ABOUT THIS EXERCISE: Give back each line of the data exactly.
[Opening DATA EXTRACT section]
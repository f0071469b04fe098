use std::{io, path::PathBuf, sync::Arc};

use anyhow::Context;
use clap::{Parser, Subcommand};
use cityweather_core::{
    Config, LogReport, Settings, WeatherError,
    batch::{self, log_timestamp},
    provider::source_from_config,
    server,
};
use tracing::info;

/// Top-level CLI struct.
#[derive(Debug, Parser)]
#[command(name = "cityweather", version, about = "Current weather for a list of cities")]
pub struct Cli {
    /// Defaults to `show` when omitted.
    #[command(subcommand)]
    pub command: Option<Command>,
}

#[derive(Debug, Subcommand)]
pub enum Command {
    /// Print the weather for every configured city.
    Show,

    /// Write the weather for every configured city to timestamped text and JSON logs.
    Log {
        /// Output directory; overrides the settings file.
        #[arg(long)]
        dir: Option<PathBuf>,
    },

    /// Serve `GET /weather?city=<name>` as HTML.
    Serve {
        /// Listen address, e.g. 0.0.0.0:8080; overrides the settings file.
        #[arg(long)]
        listen: Option<String>,
    },

    /// Print only the temperature for every configured city.
    Brief,

    /// Write a settings file populated with the defaults.
    Init {
        /// Replace an existing settings file.
        #[arg(long)]
        force: bool,
    },
}

impl Cli {
    pub async fn run(self) -> anyhow::Result<()> {
        match self.command.unwrap_or(Command::Show) {
            Command::Show => show(&Config::load()?).await,
            Command::Log { dir } => write_logs(&Config::load()?, dir).await,
            Command::Serve { listen } => serve(&Config::load()?, listen).await,
            Command::Brief => {
                let config = Config::load()?;
                let mut stdout = io::stdout().lock();
                batch::brief_report(&config, &mut stdout)
                    .await
                    .context("Failed to write brief report")?;
                Ok(())
            }
            Command::Init { force } => init_settings(force),
        }
    }
}

async fn show(config: &Config) -> anyhow::Result<()> {
    if let Err(err) = config.api_key() {
        println!("{} {err}", err.glyph());
        return Ok(());
    }

    let mut stdout = io::stdout().lock();
    batch::console_report(config, &mut stdout).await?;
    Ok(())
}

async fn write_logs(config: &Config, dir: Option<PathBuf>) -> anyhow::Result<()> {
    let bundle = match batch::collect_from_config(config).await {
        Ok(bundle) => bundle,
        Err(err @ WeatherError::MissingApiKey) => {
            println!("{} {err}", err.glyph());
            return Ok(());
        }
        Err(err) => return Err(err.into()),
    };

    let dir = dir.unwrap_or_else(|| config.log_dir.clone());
    let stamp = log_timestamp(chrono::Local::now());
    let report = bundle.write(&dir, &stamp);

    print_log_report(&report);
    Ok(())
}

fn print_log_report(report: &LogReport) {
    if let Err(err) = &report.dir {
        println!("❌ Error creating log directory: {err}");
    }
    if let Err(err) = &report.text {
        println!("❌ Error writing TXT log: {err}");
    }
    if let Err(err) = &report.json {
        println!("❌ Error writing JSON log: {err}");
    }

    let written: Vec<_> = [&report.text, &report.json]
        .into_iter()
        .filter_map(|r| r.as_ref().ok())
        .collect();

    if !written.is_empty() {
        println!("✅ Weather logs saved to:");
        for path in written {
            println!("   - {}", path.display());
        }
    }
}

async fn serve(config: &Config, listen: Option<String>) -> anyhow::Result<()> {
    let source = source_from_config(config)?;
    let listen = listen.unwrap_or_else(|| config.listen.clone());

    server::serve(&listen, Arc::new(source))
        .await
        .with_context(|| format!("Weather server on {listen} stopped"))
}

fn init_settings(force: bool) -> anyhow::Result<()> {
    let path = Settings::settings_file_path()?;
    if path.exists() && !force {
        anyhow::bail!(
            "Settings file already exists: {}\nHint: pass --force to overwrite it.",
            path.display()
        );
    }

    Settings::defaults().save()?;
    info!(path = %path.display(), "settings file written");
    println!("✅ Settings written to {}", path.display());
    Ok(())
}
[Closing DATA EXTRACT section]
COMPLETED TASK:
repository f0071469b04fe098
use std::{io, path::PathBuf, sync::Arc};

use anyhow::Context;
use clap::{Parser, Subcommand};
use cityweather_core::{
    Config, LogReport, Settings, WeatherError,
    batch::{self, log_timestamp},
    provider::source_from_config,
    server,
};
use tracing::info;

/// Top-level CLI struct.
#[derive(Debug, Parser)]
#[command(name = "cityweather", version, about = "Current weather for a list of cities")]
pub struct Cli {
    /// Defaults to `show` when omitted.
    #[command(subcommand)]
    pub command: Option<Command>,
}

#[derive(Debug, Subcommand)]
pub enum Command {
    /// Print the weather for every configured city.
    Show,

    /// Write the weather for every configured city to timestamped text and JSON logs.
    Log {
        /// Output directory; overrides the settings file.
        #[arg(long)]
        dir: Option<PathBuf>,
    },

    /// Serve `GET /weather?city=<name>` as HTML.
    Serve {
        /// Listen address, e.g. 0.0.0.0:8080; overrides the settings file.
        #[arg(long)]
        listen: Option<String>,
    },

    /// Print only the temperature for every configured city.
    Brief,

    /// Write a settings file populated with the defaults.
    Init {
        /// Replace an existing settings file.
        #[arg(long)]
        force: bool,
    },
}

impl Cli {
    pub async fn run(self) -> anyhow::Result<()> {
        match self.command.unwrap_or(Command::Show) {
            Command::Show => show(&Config::load()?).await,
            Command::Log { dir } => write_logs(&Config::load()?, dir).await,
            Command::Serve { listen } => serve(&Config::load()?, listen).await,
            Command::Brief => {
                let config = Config::load()?;
                let mut stdout = io::stdout().lock();
                batch::brief_report(&config, &mut stdout)
                    .await
                    .context("Failed to write brief report")?;
                Ok(())
            }
            Command::Init { force } => init_settings(force),
        }
    }
}

async fn show(config: &Config) -> anyhow::Result<()> {
    if let Err(err) = config.api_key() {
        println!("{} {err}", err.glyph());
        return Ok(());
    }

    let mut stdout = io::stdout().lock();
    batch::console_report(config, &mut stdout).await?;
    Ok(())
}

async fn write_logs(config: &Config, dir: Option<PathBuf>) -> anyhow::Result<()> {
    let bundle = match batch::collect_from_config(config).await {
        Ok(bundle) => bundle,
        Err(err @ WeatherError::MissingApiKey) => {
            println!("{} {err}", err.glyph());
            return Ok(());
        }
        Err(err) => return Err(err.into()),
    };

    let dir = dir.unwrap_or_else(|| config.log_dir.clone());
    let stamp = log_timestamp(chrono::Local::now());
    let report = bundle.write(&dir, &stamp);

    print_log_report(&report);
    Ok(())
}

fn print_log_report(report: &LogReport) {
    if let Err(err) = &report.dir {
        println!("❌ Error creating log directory: {err}");
    }
    if let Err(err) = &report.text {
        println!("❌ Error writing TXT log: {err}");
    }
    if let Err(err) = &report.json {
        println!("❌ Error writing JSON log: {err}");
    }

    let written: Vec<_> = [&report.text, &report.json]
        .into_iter()
        .filter_map(|r| r.as_ref().ok())
        .collect();

    if !written.is_empty() {
        println!("✅ Weather logs saved to:");
        for path in written {
            println!("   - {}", path.display());
        }
    }
}

async fn serve(config: &Config, listen: Option<String>) -> anyhow::Result<()> {
    let source = source_from_config(config)?;
    let listen = listen.unwrap_or_else(|| config.listen.clone());

    server::serve(&listen, Arc::new(source))
        .await
        .with_context(|| format!("Weather server on {listen} stopped"))
}

fn init_settings(force: bool) -> anyhow::Result<()> {
    let path = Settings::settings_file_path()?;
    if path.exists() && !force {
        anyhow::bail!(
            "Settings file already exists: {}\nHint: pass --force to overwrite it.",
            path.display()
        );
    }

    Settings::defaults().save()?;
    info!(path = %path.display(), "settings file written");
    println!("✅ Settings written to {}", path.display());
    Ok(())
}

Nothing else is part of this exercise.